• **Exercise goal**:
Give every line below again, exactly.

• **Exercise material**:

[Start of Attachment]

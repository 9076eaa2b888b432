//! Page fetching: the one external collaborator spec.md explicitly keeps
//! out of scope ("the headless browser and its installation check"). What's
//! implemented here is the HTTP contract a strategy needs — fetch bytes,
//! convert to plain text/markdown — not a browser. Anything claiming to be
//! a real rendering engine (JS execution, stealth fingerprinting) would live
//! behind the same trait without the strategies above it changing.
//!
//! Grounded on `fourthplaces-rootsignal`'s `PageScraper` trait and
//! `ChromeScraper::html_to_text` (`html2text::from_read`), with the Chrome
//! subprocess swapped for a plain `reqwest` GET since shelling out to a
//! browser binary is the out-of-scope part.

use async_trait::async_trait;
use std::time::Duration;

/// Options that shape how a page is fetched. `wait_for_selector` and
/// `extra_wait_ms` are accepted (stealth mode, §4.10) but are no-ops here —
/// there is no DOM to wait on without a real browser; a future
/// browser-backed `PageFetcher` would honor them.
#[derive(Debug, Clone, Default)]
pub struct FetchOptions {
    pub stealth: bool,
    pub wait_for_selector: Option<String>,
    pub extra_wait_ms: Option<u64>,
}

/// Fetches a URL and returns its content as plain text/markdown.
#[async_trait]
pub trait PageFetcher: Send + Sync {
    async fn fetch(&self, url: &str, options: &FetchOptions) -> anyhow::Result<String>;
    async fn fetch_raw(&self, url: &str) -> anyhow::Result<String>;
}

/// Default fetcher: plain HTTP GET, HTML converted to readable text via
/// `html2text`. Non-HTML bodies (sitemaps, `.txt` files) are returned
/// verbatim by the caller via [`PageFetcher::fetch_raw`].
pub struct HttpFetcher {
    client: reqwest::Client,
    timeout: Duration,
}

impl HttpFetcher {
    pub fn new(timeout: Duration) -> anyhow::Result<Self> {
        let client = reqwest::Client::builder()
            .timeout(timeout)
            .user_agent("crawlrag/0.1 (+https://github.com/parallax-labs/crawl-rag)")
            .build()?;
        Ok(Self { client, timeout })
    }

    fn stealth_client(timeout: Duration) -> anyhow::Result<reqwest::Client> {
        // "Undetected" browser profile, approximated: a common desktop
        // browser UA instead of our own. There is no real fingerprint
        // evasion without an actual browser engine.
        Ok(reqwest::Client::builder()
            .timeout(timeout)
            .user_agent(
                "Mozilla/5.0 (Windows NT 10.0; Win64; x64) AppleWebKit/537.36 (KHTML, like Gecko) Chrome/124.0 Safari/537.36",
            )
            .build()?)
    }
}

#[async_trait]
impl PageFetcher for HttpFetcher {
    async fn fetch(&self, url: &str, options: &FetchOptions) -> anyhow::Result<String> {
        let html = if options.stealth {
            let client = Self::stealth_client(self.timeout)?;
            let resp = client.get(url).send().await?;
            if let Some(wait) = options.extra_wait_ms {
                tokio::time::sleep(Duration::from_millis(wait)).await;
            }
            resp.text().await?
        } else {
            self.client.get(url).send().await?.text().await?
        };

        if looks_like_html(&html) {
            Ok(html2text::from_read(html.as_bytes(), 120).unwrap_or_default())
        } else {
            Ok(html)
        }
    }

    async fn fetch_raw(&self, url: &str) -> anyhow::Result<String> {
        Ok(self.client.get(url).send().await?.text().await?)
    }
}

fn looks_like_html(body: &str) -> bool {
    let trimmed = body.trim_start();
    let byte_cap = trimmed
        .char_indices()
        .map(|(i, c)| i + c.len_utf8())
        .take_while(|&i| i <= 512)
        .last()
        .unwrap_or(0);
    let lower = trimmed[..byte_cap].to_lowercase();
    lower.contains("<html") || lower.contains("<!doctype html") || lower.contains("<body")
}

#[cfg(test)]
mod tests {
    use super::*;

    #[test]
    fn detects_html_bodies() {
        assert!(looks_like_html("<!DOCTYPE html><html><body>hi</body></html>"));
        assert!(looks_like_html("  <html><head></head></html>"));
    }

    #[test]
    fn plain_text_is_not_html() {
        assert!(!looks_like_html("Just a plain text file.\n\nNo markup here."));
    }
}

[End of Attachment]

• **Task output**:
repository 9076eaa2b888b432
//! Page fetching: the one external collaborator spec.md explicitly keeps
//! out of scope ("the headless browser and its installation check"). What's
//! implemented here is the HTTP contract a strategy needs — fetch bytes,
//! convert to plain text/markdown — not a browser. Anything claiming to be
//! a real rendering engine (JS execution, stealth fingerprinting) would live
//! behind the same trait without the strategies above it changing.
//!
//! Grounded on `fourthplaces-rootsignal`'s `PageScraper` trait and
//! `ChromeScraper::html_to_text` (`html2text::from_read`), with the Chrome
//! subprocess swapped for a plain `reqwest` GET since shelling out to a
//! browser binary is the out-of-scope part.

use async_trait::async_trait;
use std::time::Duration;

/// Options that shape how a page is fetched. `wait_for_selector` and
/// `extra_wait_ms` are accepted (stealth mode, §4.10) but are no-ops here —
/// there is no DOM to wait on without a real browser; a future
/// browser-backed `PageFetcher` would honor them.
#[derive(Debug, Clone, Default)]
pub struct FetchOptions {
    pub stealth: bool,
    pub wait_for_selector: Option<String>,
    pub extra_wait_ms: Option<u64>,
}

/// Fetches a URL and returns its content as plain text/markdown.
#[async_trait]
pub trait PageFetcher: Send + Sync {
    async fn fetch(&self, url: &str, options: &FetchOptions) -> anyhow::Result<String>;
    async fn fetch_raw(&self, url: &str) -> anyhow::Result<String>;
}

/// Default fetcher: plain HTTP GET, HTML converted to readable text via
/// `html2text`. Non-HTML bodies (sitemaps, `.txt` files) are returned
/// verbatim by the caller via [`PageFetcher::fetch_raw`].
pub struct HttpFetcher {
    client: reqwest::Client,
    timeout: Duration,
}

impl HttpFetcher {
    pub fn new(timeout: Duration) -> anyhow::Result<Self> {
        let client = reqwest::Client::builder()
            .timeout(timeout)
            .user_agent("crawlrag/0.1 (+https://github.com/parallax-labs/crawl-rag)")
            .build()?;
        Ok(Self { client, timeout })
    }

    fn stealth_client(timeout: Duration) -> anyhow::Result<reqwest::Client> {
        // "Undetected" browser profile, approximated: a common desktop
        // browser UA instead of our own. There is no real fingerprint
        // evasion without an actual browser engine.
        Ok(reqwest::Client::builder()
            .timeout(timeout)
            .user_agent(
                "Mozilla/5.0 (Windows NT 10.0; Win64; x64) AppleWebKit/537.36 (KHTML, like Gecko) Chrome/124.0 Safari/537.36",
            )
            .build()?)
    }
}

#[async_trait]
impl PageFetcher for HttpFetcher {
    async fn fetch(&self, url: &str, options: &FetchOptions) -> anyhow::Result<String> {
        let html = if options.stealth {
            let client = Self::stealth_client(self.timeout)?;
            let resp = client.get(url).send().await?;
            if let Some(wait) = options.extra_wait_ms {
                tokio::time::sleep(Duration::from_millis(wait)).await;
            }
            resp.text().await?
        } else {
            self.client.get(url).send().await?.text().await?
        };

        if looks_like_html(&html) {
            Ok(html2text::from_read(html.as_bytes(), 120).unwrap_or_default())
        } else {
            Ok(html)
        }
    }

    async fn fetch_raw(&self, url: &str) -> anyhow::Result<String> {
        Ok(self.client.get(url).send().await?.text().await?)
    }
}

fn looks_like_html(body: &str) -> bool {
    let trimmed = body.trim_start();
    let byte_cap = trimmed
        .char_indices()
        .map(|(i, c)| i + c.len_utf8())
        .take_while(|&i| i <= 512)
        .last()
        .unwrap_or(0);
    let lower = trimmed[..byte_cap].to_lowercase();
    lower.contains("<html") || lower.contains("<!doctype html") || lower.contains("<body")
}

#[cfg(test)]
mod tests {
    use super::*;

    #[test]
    fn detects_html_bodies() {
        assert!(looks_like_html("<!DOCTYPE html><html><body>hi</body></html>"));
        assert!(looks_like_html("  <html><head></head></html>"));
    }

    #[test]
    fn plain_text_is_not_html() {
        assert!(!looks_like_html("Just a plain text file.\n\nNo markup here."));
    }
}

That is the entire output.